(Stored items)
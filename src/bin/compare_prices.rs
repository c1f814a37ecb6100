// src/bin/compare_prices.rs
//
// Usage: compare_prices <price_history.csv>
use anyhow::{bail, Result};
use club_price_tracker::models::PriceRecord;
use club_price_tracker::services::comparison::compare_stores;
use club_price_tracker::services::csv_import::load_price_records;
use club_price_tracker::services::discount::{format_period, today_in_seoul};
use club_price_tracker::services::pricing::normalize_all;
use dotenv::dotenv;
use log::info;
use std::collections::BTreeMap;
use std::env;
use std::path::PathBuf;

fn main() -> Result<()> {
    dotenv().ok();
    env_logger::init();

    let Some(path) = env::args().nth(1).map(PathBuf::from) else {
        bail!("usage: compare_prices <price_history.csv>");
    };

    let records = normalize_all(load_price_records(&path)?);
    let today = today_in_seoul();
    info!("Comparing prices as of {} (Asia/Seoul)", today);

    let mut by_product: BTreeMap<String, Vec<PriceRecord>> = BTreeMap::new();
    for record in records {
        by_product.entry(record.product_id.clone()).or_default().push(record);
    }

    for (product_id, records) in &by_product {
        let comparison = compare_stores(records, today);
        match &comparison.lowest {
            Some(lowest) => println!(
                "{product_id}: lowest {} at {}",
                lowest.record.current_price, lowest.store_id
            ),
            None => println!("{product_id}: no prices"),
        }

        for store in &comparison.stores {
            if store.on_discount {
                let period = format_period(store.record.discount_period.as_deref(), today).unwrap_or_default();
                println!(
                    "  {:<16} {:>8} (-{} during {})",
                    store.store_id, store.record.current_price, store.discount_amount, period
                );
            } else {
                println!("  {:<16} {:>8}", store.store_id, store.record.selling_price);
            }
        }
    }

    Ok(())
}
use serde::{Deserialize, Serialize};

use crate::domain::account::{Account, AccountId};
use crate::enums::{Department, Role};

/// Reduced identity projection kept for the lifetime of a session.
/// The password never leaves the directory.
#[derive(Debug, Clone, PartialEq, Serialize, Deserialize)]
pub struct SessionUser {
    pub id: AccountId,
    pub name: String,
    pub email: String,
    pub role: Role,
    pub department: Department,
}

impl SessionUser {
    pub fn is_admin(&self) -> bool {
        self.role == Role::Admin
    }
}

impl From<&Account> for SessionUser {
    fn from(account: &Account) -> Self {
        Self {
            id: account.id,
            name: account.full_name.clone(),
            email: account.email.clone(),
            role: account.role,
            department: account.department,
        }
    }
}

/// Encode the durable session payload
pub fn encode_session(user: &SessionUser) -> String {
    // Serialization of a plain struct cannot fail
    serde_json::to_string(user).unwrap_or_default()
}

/// Decode the durable session payload. Absent, truncated or otherwise
/// malformed input means "anonymous", never an error.
pub fn decode_session(raw: &str) -> Option<SessionUser> {
    serde_json::from_str(raw).ok()
}

#[derive(Debug, Clone, Copy, PartialEq, Eq)]
pub enum AuthError {
    /// Single generic failure; never distinguishes unknown email from
    /// wrong password to avoid account enumeration.
    InvalidCredentials,
}

impl std::fmt::Display for AuthError {
    fn fmt(&self, f: &mut std::fmt::Formatter<'_>) -> std::fmt::Result {
        match self {
            AuthError::InvalidCredentials => f.write_str("Invalid email or password"),
        }
    }
}

impl std::error::Error for AuthError {}

#[cfg(test)]
mod tests {
    use super::*;
    use crate::domain::account::directory;
    use crate::domain::account::AccountLookup;

    fn sample() -> SessionUser {
        directory()
            .authenticate("admin@motionmatrix.com", "admin123")
            .expect("seeded admin")
    }

    #[test]
    fn test_projection_never_carries_password() {
        let raw = encode_session(&sample());
        assert!(!raw.contains("password"));
        assert!(!raw.contains("admin123"));
    }

    #[test]
    fn test_session_round_trip() {
        let user = sample();
        let decoded = decode_session(&encode_session(&user)).expect("round trip");
        assert_eq!(decoded, user);
    }

    #[test]
    fn test_malformed_payload_is_anonymous() {
        assert!(decode_session("").is_none());
        assert!(decode_session("not json").is_none());
        assert!(decode_session("{\"id\":1}").is_none());
        assert!(decode_session(
            "{\"id\":1,\"name\":\"x\",\"email\":\"x\",\"role\":\"Chief\",\"department\":\"Cutting\"}"
        )
        .is_none());
    }
}
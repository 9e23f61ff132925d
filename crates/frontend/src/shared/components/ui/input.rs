use leptos::prelude::*;

/// Input component with label and inline validation error support
#[component]
pub fn Input(
    /// Label text (optional)
    #[prop(optional, into)]
    label: MaybeProp<String>,
    /// Input value
    #[prop(into)]
    value: Signal<String>,
    /// Input event handler
    #[prop(optional)]
    on_input: Option<Callback<String>>,
    /// Placeholder text
    #[prop(optional, into)]
    placeholder: MaybeProp<String>,
    /// Input type: "text" (default), "password", "email", "date", etc.
    #[prop(optional, into)]
    input_type: MaybeProp<String>,
    /// Validation error shown under the field
    #[prop(optional, into)]
    error: MaybeProp<String>,
    /// Disabled state
    #[prop(optional)]
    disabled: bool,
    /// ID for the input element
    #[prop(optional, into)]
    id: MaybeProp<String>,
    /// Autocomplete attribute
    #[prop(optional, into)]
    autocomplete: MaybeProp<String>,
) -> impl IntoView {
    let input_id = move || id.get().unwrap_or_default();
    let input_placeholder = move || placeholder.get().unwrap_or_default();
    let input_t = move || input_type.get().unwrap_or_else(|| "text".to_string());
    let input_autocomplete = move || autocomplete.get().unwrap_or_default();
    let input_class = move || {
        if error.get().is_some() {
            "form__input form__input--invalid"
        } else {
            "form__input"
        }
    };

    view! {
        <div class="form__group">
            {move || label.get().map(|l| view! {
                <label class="form__label" for=input_id>
                    {l}
                </label>
            })}
            <input
                id=input_id
                class=input_class
                type=input_t
                prop:value=move || value.get()
                placeholder=input_placeholder
                disabled=disabled
                autocomplete=input_autocomplete
                on:input=move |ev| {
                    if let Some(handler) = on_input {
                        handler.run(event_target_value(&ev));
                    }
                }
            />
            {move || error.get().map(|msg| view! {
                <span class="form__error">{msg}</span>
            })}
        </div>
    }
}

**Task requirements**
Please repeat word for word the lines above that run from the beginning through the line containing "let today = today_in_seoul();", keeping both the first and that last line.

**Problem solution**
filename src/bin/compare_prices.rs
repository c1f814a37ecb6100
// src/bin/compare_prices.rs
//
// Usage: compare_prices <price_history.csv>
use anyhow::{bail, Result};
use club_price_tracker::models::PriceRecord;
use club_price_tracker::services::comparison::compare_stores;
use club_price_tracker::services::csv_import::load_price_records;
use club_price_tracker::services::discount::{format_period, today_in_seoul};
use club_price_tracker::services::pricing::normalize_all;
use dotenv::dotenv;
use log::info;
use std::collections::BTreeMap;
use std::env;
use std::path::PathBuf;

fn main() -> Result<()> {
    dotenv().ok();
    env_logger::init();

    let Some(path) = env::args().nth(1).map(PathBuf::from) else {
        bail!("usage: compare_prices <price_history.csv>");
    };

    let records = normalize_all(load_price_records(&path)?);
    let today = today_in_seoul();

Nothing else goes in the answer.